----- INFORMATION PROVIDED

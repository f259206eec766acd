//! Prediction lookups.

use axum::extract::{Path, State};
use axum::Json;

use super::case_studies::parse_case_study_id;
use crate::api::error::ApiError;
use crate::api::types::ApiContext;
use crate::models::Prediction;

/// `GET /predictions/:case_study_id`
pub async fn for_case_study(
    State(ctx): State<ApiContext>,
    Path(case_study_id): Path<String>,
) -> Result<Json<Prediction>, ApiError> {
    let id = parse_case_study_id(&case_study_id)?;
    let conn = ctx.core.open_db()?;

    let prediction = ctx.core.store().get_prediction(&conn, &id)?.ok_or_else(|| {
        ApiError::NotFound(format!("No prediction found for case study ID: {id}"))
    })?;
    Ok(Json(prediction))
}

/// `GET /predictions`: 404 when nothing has been graded yet.
pub async fn list(State(ctx): State<ApiContext>) -> Result<Json<Vec<Prediction>>, ApiError> {
    let conn = ctx.core.open_db()?;
    let predictions = ctx.core.store().list_predictions(&conn)?;
    if predictions.is_empty() {
        return Err(ApiError::NotFound("No predictions found".into()));
    }
    Ok(Json(predictions))
}
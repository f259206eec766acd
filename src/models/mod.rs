pub mod case_study;
pub mod enums;
pub mod features;
pub mod prediction;

pub use case_study::*;
pub use enums::*;
pub use features::*;
pub use prediction::*;

/// Current UTC time at the millisecond precision the store keeps.
pub fn timestamp_now() -> chrono::DateTime<chrono::Utc> {
    use chrono::SubsecRound;
    chrono::Utc::now().trunc_subsecs(3)
}
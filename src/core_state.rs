//! Shared service state.
//!
//! `CoreState` is wrapped in `Arc` at startup and shared by the HTTP
//! handlers, the background runner and the periodic sweep. It owns the
//! database location and the pipeline pieces; every caller opens its own
//! connection so no lock is held across store I/O.

use std::path::{Path, PathBuf};

use rusqlite::Connection;

use crate::db::{self, DatabaseError};
use crate::pipeline::{FeatureStore, PipelineRunner};

pub struct CoreState {
    db_path: PathBuf,
    runner: PipelineRunner,
}

impl CoreState {
    /// State over the SQLite file at `db_path` with the default pipeline.
    pub fn new(db_path: impl Into<PathBuf>) -> Self {
        Self::with_runner(db_path, PipelineRunner::with_defaults())
    }

    pub fn with_runner(db_path: impl Into<PathBuf>, runner: PipelineRunner) -> Self {
        Self {
            db_path: db_path.into(),
            runner,
        }
    }

    /// Open a connection to the service database (migrations applied).
    pub fn open_db(&self) -> Result<Connection, CoreError> {
        db::open_database(&self.db_path).map_err(CoreError::Database)
    }

    /// Check that the database is reachable and migrated. Never creates
    /// the file or applies migrations.
    pub fn check_store(&self) -> Result<i64, CoreError> {
        let conn = db::open_existing(&self.db_path)?;
        Ok(db::ping(&conn)?)
    }

    pub fn db_path(&self) -> &Path {
        &self.db_path
    }

    pub fn runner(&self) -> &PipelineRunner {
        &self.runner
    }

    pub fn store(&self) -> &dyn FeatureStore {
        self.runner.store()
    }
}

/// Errors from CoreState operations.
#[derive(Debug, thiserror::Error)]
pub enum CoreError {
    #[error("Database error: {0}")]
    Database(#[from] DatabaseError),
}
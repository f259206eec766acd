use std::collections::BTreeMap;

use chrono::{DateTime, Utc};
use serde::{Deserialize, Serialize};
use uuid::Uuid;

/// A single extracted attribute: a count/measurement or a categorical label.
#[derive(Debug, Clone, PartialEq, Serialize, Deserialize)]
#[serde(untagged)]
pub enum FeatureValue {
    Number(f64),
    Text(String),
}

impl FeatureValue {
    /// Numeric view used for scoring. Text values have none.
    pub fn as_number(&self) -> Option<f64> {
        match self {
            FeatureValue::Number(n) => Some(*n),
            FeatureValue::Text(_) => None,
        }
    }
}

impl From<f64> for FeatureValue {
    fn from(n: f64) -> Self {
        FeatureValue::Number(n)
    }
}

impl From<u32> for FeatureValue {
    fn from(n: u32) -> Self {
        FeatureValue::Number(f64::from(n))
    }
}

impl From<&str> for FeatureValue {
    fn from(s: &str) -> Self {
        FeatureValue::Text(s.to_string())
    }
}

/// Named attributes derived from one case study. Ordered so the stored JSON
/// is stable across runs.
pub type FeatureMap = BTreeMap<String, FeatureValue>;

/// One per case study, written once by the extraction phase.
#[derive(Debug, Clone, PartialEq, Serialize, Deserialize)]
pub struct ExtractedFeatures {
    pub id: Uuid,
    pub case_study_id: Uuid,
    pub features: FeatureMap,
    pub created_at: DateTime<Utc>,
}

impl ExtractedFeatures {
    pub fn new(case_study_id: Uuid, features: FeatureMap) -> Self {
        Self {
            id: Uuid::new_v4(),
            case_study_id,
            features,
            created_at: super::timestamp_now(),
        }
    }
}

----------

WHAT THIS TASK INVOLVES ▸
The answer must be every line of the records that holds the string "filename".

RESPONSE AREA ▸
filename src/models/mod.rs
filename src/core_state.rs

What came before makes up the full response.